Philae si era spento nella notte tra il 14 e il 15 Novembre, due giorni dopo il suo storico e drammatico triplice atterraggio sulla cometa 67P/Churyumov-Gerasimenko.

L'incredibile sequenza di foto realizzata da Rosetta che documenta il drammatico atterraggio di Philae. Foto ESA/Rosetta/MPS for OSIRIS Team MPS/UPD/LAM/IAA/SSO/INTA/UPM/DASP/IDA. Per più informazioni su questa foto, vi invitiamo a cliccare qui.
Lo strumento MUPUS, di cui avevamo già parlato in un articolo, aveva iniziato a studiare la cometa alle 9:35 ora italiana (le 10:03 considerando i 28 minuti e 20 secondi-luce che ci separano dalla cometa) del 12 Novembre, cioè subito dopo la separazione di Philae dalla nave madre Rosetta.

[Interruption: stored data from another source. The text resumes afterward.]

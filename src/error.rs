//! Construction error types.

use thiserror::Error;

use crate::types::{EventId, StateId};

/// A rejected builder call.
///
/// Every rejection latches the machine's sticky create-error flag; the
/// full list of recorded errors is available through
/// [`Machine::create_errors`](crate::Machine::create_errors).
#[derive(Debug, Error, Clone, PartialEq, Eq)]
pub enum BuildError {
    /// Application state ids must be `>= 0`; negatives are reserved.
    #[error("state id {0} is reserved; application state ids must be >= 0")]
    NegativeStateId(StateId),

    /// A state with this id was already created on the machine.
    #[error("state {0} already exists")]
    DuplicateState(StateId),

    /// The catch event id cannot be used for an application transition.
    #[error("event id {event} on state {state} is reserved for catch transitions")]
    ReservedEvent { state: StateId, event: EventId },

    /// The any-state cannot be entered, so it is not a valid target.
    #[error("transition on state {state} for event {event} targets the any-state")]
    AnyStateTarget { state: StateId, event: EventId },

    /// A sub-transition must nest a concrete state; sentinel targets are
    /// not meaningful inside a nest.
    #[error("sub-transition on state {state} for event {event} must target a concrete state id, got {target}")]
    SubTargetNotConcrete {
        state: StateId,
        event: EventId,
        target: StateId,
    },

    /// The any-state has no position in a nest, so it cannot own
    /// sub-transitions.
    #[error("the any-state cannot own sub-transitions (event {event})")]
    SubFromAnyState { event: EventId },
}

Philae aveva toccato il suolo per la prima volta alle 16:34, ma il fallimento degli arpioni e dei retrorazzi aveva reso impossibile l'atterraggio, facendo rimbalzare il piccolo lander di un chilometro più a ovest. Dopo un secondo contatto con il suolo due ore dopo e un secondo rimbalzo, Philae era finalmente riuscito a fermarsi sulla superficie della cometa.
Parte dei dati di MUPUS erano già stati compromessi dal fallimento degli arpioni: i sensori termici e gli accelerometri erano infatti posti proprio su di essi. Per fortuna, il sensore termico di MUPUS, situato sullo scheletro di Philae, è riuscito a raccogliere dati per tutta la durata della discesa, compresi tutti e tre gli atterraggi.

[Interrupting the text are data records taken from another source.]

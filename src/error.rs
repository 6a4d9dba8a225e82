/// Misuse reported by the strict (`try_*`) driver operations
///
/// The default operations never return these; they silently ignore the
/// request instead.
#[derive(Debug, Clone, Copy, PartialEq, Eq)]
pub enum Error {
    /// The driver was initialized without a pixel buffer
    NotBuffered,
    /// Index is past the end of the pixel buffer
    IndexOutOfRange { index: usize, count: usize },
    /// Requested pixel count does not fit the buffer capacity
    CapacityExceeded { requested: usize, capacity: usize },
    /// Pin does not exist on the output port
    InvalidPin(u8),
}

impl core::fmt::Display for Error {
    fn fmt(&self, f: &mut core::fmt::Formatter<'_>) -> core::fmt::Result {
        match self {
            Error::NotBuffered => write!(f, "Pixel buffer is not allocated"),
            Error::IndexOutOfRange { index, count } => {
                write!(f, "Pixel index {index} out of range (count {count})")
            }
            Error::CapacityExceeded {
                requested,
                capacity,
            } => write!(f, "{requested} pixels exceed buffer capacity {capacity}"),
            Error::InvalidPin(pin) => write!(f, "Pin {pin} is not on the output port"),
        }
    }
}

impl core::error::Error for Error {}

pub type Result<T> = core::result::Result<T, Error>;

Nel sito finale di atterraggio, MUPUS ha rilevato una temperatura di -153 gradi centigradi, che sono calati ulteriormente di altri 10 gradi nel giro di mezz'ora.
"Crediamo che [questo raffreddamento] sia dovuto alla dispersione del calore verso il muro freddo osservato da CIVA oppure al contatto con una zona più fredda," spiega Jorg Knollenberg, a capo dello strumento presso il DLR.

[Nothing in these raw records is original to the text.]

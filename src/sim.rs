//! Recording line for running the encoder without hardware
//!
//! Real pulse widths can only be checked with a logic analyzer. This line
//! keeps a virtual clock in CPU cycles instead and records how long the
//! output stays at each level, so pulse trains can be inspected in tests.
//!
//! Every write to the port (toggle or force-low) closes the current pulse
//! and starts a new one; idle spins and delays extend it. A pulse that began
//! at an edge is recorded even when no time passed in it, so a phase whose
//! idle count rounds to zero still shows up as its half of a bit.

use heapless::Vec;

use crate::PortLine;
use crate::line::PinMask;
use crate::timing::cycles_to_ns;

/// Output level
#[derive(Debug, Clone, Copy, PartialEq, Eq)]
pub enum Level {
    Low,
    High,
}

/// One stretch of constant output level
#[derive(Debug, Clone, Copy, PartialEq, Eq)]
pub struct Pulse {
    pub level: Level,
    pub duration_ns: u64,
}

/// [`PortLine`] that records pulses instead of driving a pin
///
/// N is the number of pulses kept. A pixel takes 48, a latch one more.
/// Pulses past N are dropped and flagged by [`RecordingLine::overflowed`].
#[derive(Debug)]
pub struct RecordingLine<const N: usize> {
    cpu_hz: u32,
    output_mask: PinMask,
    level: Level,
    from_edge: bool,
    elapsed_cycles: u64,
    elapsed_us: u64,
    toggles: usize,
    pulses: Vec<Pulse, N>,
    overflowed: bool,
}

impl<const N: usize> RecordingLine<N> {
    pub const fn new(cpu_hz: u32) -> Self {
        Self {
            cpu_hz,
            output_mask: 0,
            level: Level::Low,
            from_edge: false,
            elapsed_cycles: 0,
            elapsed_us: 0,
            toggles: 0,
            pulses: Vec::new(),
            overflowed: false,
        }
    }

    /// Close the pulse in progress so it shows up in [`RecordingLine::pulses`]
    pub fn flush(&mut self) {
        self.close_pulse();
        self.from_edge = false;
    }

    /// Record the pulse in progress and start timing a new one
    ///
    /// Idle time with no edge before it and nothing elapsed is not a pulse.
    fn close_pulse(&mut self) {
        let duration_ns = self.elapsed_ns();
        self.elapsed_cycles = 0;
        self.elapsed_us = 0;
        if duration_ns == 0 && !self.from_edge {
            return;
        }
        let pulse = Pulse {
            level: self.level,
            duration_ns,
        };
        if self.pulses.push(pulse).is_err() {
            self.overflowed = true;
        }
    }

    /// Forget everything recorded so far, keeping level and output mask
    pub fn clear(&mut self) {
        self.pulses.clear();
        self.from_edge = false;
        self.elapsed_cycles = 0;
        self.elapsed_us = 0;
        self.toggles = 0;
        self.overflowed = false;
    }

    pub fn pulses(&self) -> &[Pulse] {
        &self.pulses
    }

    pub const fn level(&self) -> Level {
        self.level
    }

    pub const fn toggles(&self) -> usize {
        self.toggles
    }

    pub const fn output_mask(&self) -> PinMask {
        self.output_mask
    }

    pub const fn overflowed(&self) -> bool {
        self.overflowed
    }

    /// Decode recorded high/low pairs back into bytes
    ///
    /// A pair whose high phase outlasts its low phase is a 1. Low pulses
    /// without a preceding high (the latch, idle time) are skipped. Trailing
    /// bits that do not fill a byte are dropped.
    pub fn decode<const M: usize>(&self) -> Vec<u8, M> {
        decode_bytes(&self.pulses)
    }

    #[allow(clippy::cast_possible_truncation)]
    fn elapsed_ns(&self) -> u64 {
        let cycles = self.elapsed_cycles.min(u64::from(u32::MAX)) as u32;
        cycles_to_ns(cycles, self.cpu_hz) + self.elapsed_us * 1000
    }
}

impl<const N: usize> PortLine for RecordingLine<N> {
    fn set_output(&mut self, mask: PinMask) {
        self.output_mask |= mask;
    }

    fn toggle(&mut self, mask: PinMask) {
        if mask & self.output_mask == 0 {
            return;
        }
        self.close_pulse();
        self.from_edge = true;
        self.toggles += 1;
        self.level = match self.level {
            Level::Low => Level::High,
            Level::High => Level::Low,
        };
    }

    fn set_low(&mut self, mask: PinMask) {
        if mask & self.output_mask == 0 {
            return;
        }
        // Ending a high level is an edge, re-asserting low is not
        self.from_edge |= self.level == Level::High;
        self.close_pulse();
        self.from_edge = true;
        self.level = Level::Low;
    }

    fn spin(&mut self, cycles: u32) {
        self.elapsed_cycles += u64::from(cycles);
    }

    fn delay_us(&mut self, us: u32) {
        self.elapsed_us += u64::from(us);
    }
}

/// Decode high/low pulse pairs into bytes, MSB first
pub fn decode_bytes<const M: usize>(pulses: &[Pulse]) -> Vec<u8, M> {
    let mut bytes = Vec::new();
    let mut current = 0u8;
    let mut bits = 0;
    let mut high: Option<u64> = None;

    for pulse in pulses {
        match (pulse.level, high) {
            (Level::High, _) => high = Some(pulse.duration_ns),
            (Level::Low, Some(high_ns)) => {
                current = (current << 1) | u8::from(high_ns > pulse.duration_ns);
                bits += 1;
                high = None;
                if bits == 8 {
                    if bytes.push(current).is_err() {
                        break;
                    }
                    current = 0;
                    bits = 0;
                }
            }
            (Level::Low, None) => {}
        }
    }
    bytes
}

MUPUS era equipaggiato anche con un piccolo martello in grado di penetrare nella superficie, ma purtroppo l'estrema durezza del suolo ha reso impossibile la perforazione, se non per qualche millimetro.
"Il penetratore, che non veniva attivato dal 2002, è stato azionato alla distanza prevista da Philae," avevano spiegato qualche giorno fa gli ingegneri di MUPUS tramite Twitter. "Aspettandoci una superficie morbida e soffice, abbiamo operato il martello nella modalità che richiedeva meno energia delle tre modalità disponibili. Non avendo riscontrato dati significativi, siamo passati alla seconda modalità, ma ancora nulla. Perfino nella terza modalità non accadeva quasi nulla. Così abbiamo attivato una quarta modalità segreta che andava oltre i nostri limiti tecnici, e dopo sette minuti il martello si è arreso. Eravamo disperati, ci abbiamo provato e siamo stati puniti."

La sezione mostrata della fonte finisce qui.